Though Madame Robichaud greeted Amy warmly and thanked her for her kindness to Pierre, there was something pathetic in her manner and appearance. She was a tall, thin woman, with a delicate, pale face that was made all the paler by her plain black gown and the couvre-chef that covered her hair. Her husband, Pierre explained, was lost at sea when Pierre was five years old, and since that time she had supported them both wholly by her own labor.
Madame Robichaud showed Amy with great pride some drawings nailed to the wall that Pierre himself had made,—simple drawings of ships and houses that showed draughtsmanship rather than imagination. These suggested to Amy that Pierre had a talent that might be cultivated to greater advantage than his ambition for school-teaching.
She and Pierre parted reluctantly, and Madame Robichaud promised that the little boy should be at the hotel in the morning before Amy left Little Brook.

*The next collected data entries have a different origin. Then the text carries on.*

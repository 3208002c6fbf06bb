use std::time::Duration;

use genpix::{
    encode_base64,
    page::{HostEvent, RecordingHost},
    Amount, FormValues, GenPixError, HttpGenerationApi, HttpPage, Page, PageConfig, ProxyFetcher,
    Resolution,
};
use serde_json::json;
use wiremock::matchers::{body_json, method, path};
use wiremock::{Mock, MockServer, ResponseTemplate};

const FIXTURE: &[u8] = b"\x89PNG\r\n\x1a\nred-circle";

fn page_config(server: &MockServer) -> PageConfig {
    PageConfig::new()
        .with_endpoints(format!("{}/api/image", server.uri()), server.uri())
        .with_session_token("sess_1")
        .with_reset_delay(50)
}

#[tokio::test]
async fn red_circle_end_to_end() {
    let server = MockServer::start().await;
    Mock::given(method("POST"))
        .and(path("/api/image"))
        .and(body_json(json!({
            "prompt": "A red circle",
            "amount": "1",
            "resolution": "512x512"
        })))
        .respond_with(ResponseTemplate::new(200).set_body_json(json!([{"url": "https://x/1.png"}])))
        .expect(1)
        .mount(&server)
        .await;
    Mock::given(method("GET"))
        .and(path("/api/download/https%3A%2F%2Fx%2F1.png"))
        .respond_with(ResponseTemplate::new(200).set_body_json(encode_base64(FIXTURE)))
        .expect(1)
        .mount(&server)
        .await;

    let page = HttpPage::from_config(&page_config(&server), RecordingHost::new()).unwrap();

    let values = FormValues::new("A red circle")
        .with_amount(Amount::One)
        .with_resolution(Resolution::Medium);
    let images = page.submit(values).await.unwrap();
    assert_eq!(images.len(), 1);
    assert_eq!(page.images().unwrap()[0].url, "https://x/1.png");

    let receipt = page.request_download("image.png", 0).await.unwrap();
    assert_eq!(receipt.bytes, FIXTURE.len());
    assert_eq!(
        page.host().saved(),
        vec![("image.png".to_string(), FIXTURE.to_vec())]
    );

    let slots = page.slots().unwrap();
    assert!(slots[0].downloaded);
    assert_eq!(slots[0].label(), "Downloaded");

    receipt.reset.await.unwrap();
    assert!(page.slots().unwrap().iter().all(|s| s.is_idle()));

    let state = page.state().snapshot().unwrap();
    assert_eq!(state.form, FormValues::default());
}

#[tokio::test]
async fn download_through_in_process_fetcher() {
    let upstream = MockServer::start().await;
    Mock::given(method("GET"))
        .and(path("/gen/1.png"))
        .respond_with(ResponseTemplate::new(200).set_body_bytes(FIXTURE.to_vec()))
        .mount(&upstream)
        .await;
    let image_url = format!("{}/gen/1.png", upstream.uri());
    Mock::given(method("POST"))
        .and(path("/api/image"))
        .respond_with(ResponseTemplate::new(200).set_body_json(json!([{ "url": image_url }])))
        .mount(&upstream)
        .await;

    let config = page_config(&upstream);
    let page = Page::new(
        &config,
        HttpGenerationApi::new(&config.generation_url, config.request_timeout()).unwrap(),
        ProxyFetcher::new(Duration::from_secs(5)).unwrap(),
        RecordingHost::new(),
    );

    page.submit(FormValues::new("A red circle")).await.unwrap();
    page.download(0).await.unwrap();
    assert_eq!(page.host().saved()[0].0, "image.png");

    let state = page.state().snapshot().unwrap();
    assert!(state.board.is_fetched());
}

#[tokio::test]
async fn quota_failure_leaves_page_empty() {
    let server = MockServer::start().await;
    Mock::given(method("POST"))
        .and(path("/api/image"))
        .respond_with(ResponseTemplate::new(403))
        .mount(&server)
        .await;

    let page = HttpPage::from_config(&page_config(&server), RecordingHost::new()).unwrap();
    let err = page.submit(FormValues::new("A red circle")).await.unwrap_err();
    assert!(matches!(err, GenPixError::QuotaExceeded(_)));
    assert!(page.images().unwrap().is_empty());
    assert_eq!(page.host().events(), vec![HostEvent::Upsell, HostEvent::Refresh]);

    let err = page.request_download("image.png", 0).await.unwrap_err();
    assert!(matches!(err, GenPixError::InvalidResource(_)));
}

#[tokio::test]
async fn stalled_generation_times_out_and_unlocks_form() {
    let server = MockServer::start().await;
    Mock::given(method("POST"))
        .and(path("/api/image"))
        .respond_with(
            ResponseTemplate::new(200)
                .set_body_json(json!([{"url": "https://x/1.png"}]))
                .set_delay(Duration::from_secs(3)),
        )
        .mount(&server)
        .await;

    let config = page_config(&server).with_request_timeout(1);
    let page = HttpPage::from_config(&config, RecordingHost::new()).unwrap();

    let err = page.submit(FormValues::new("A red circle")).await.unwrap_err();
    assert!(matches!(err, GenPixError::RequestError(_)));
    assert!(!page.form().is_submitting().unwrap());
    assert_eq!(
        page.host().events(),
        vec![
            HostEvent::Error("Something went wrong".into()),
            HostEvent::Refresh
        ]
    );
}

All the travellers slept soundly that night despite the huge feather-beds that Madame Bourque had provided, as she thought, for their comfort.
In the morning they wrote their names in her visitors' book, on whose pages were inscribed the names of a number of Americans, some of them fairly well known, who at one time or another had been guests at the Hotel Paris. Pierre arrived very soon after breakfast with a great bunch of hollyhocks or passe-rose for Amy. He had evidently taken a great fancy to his new friend.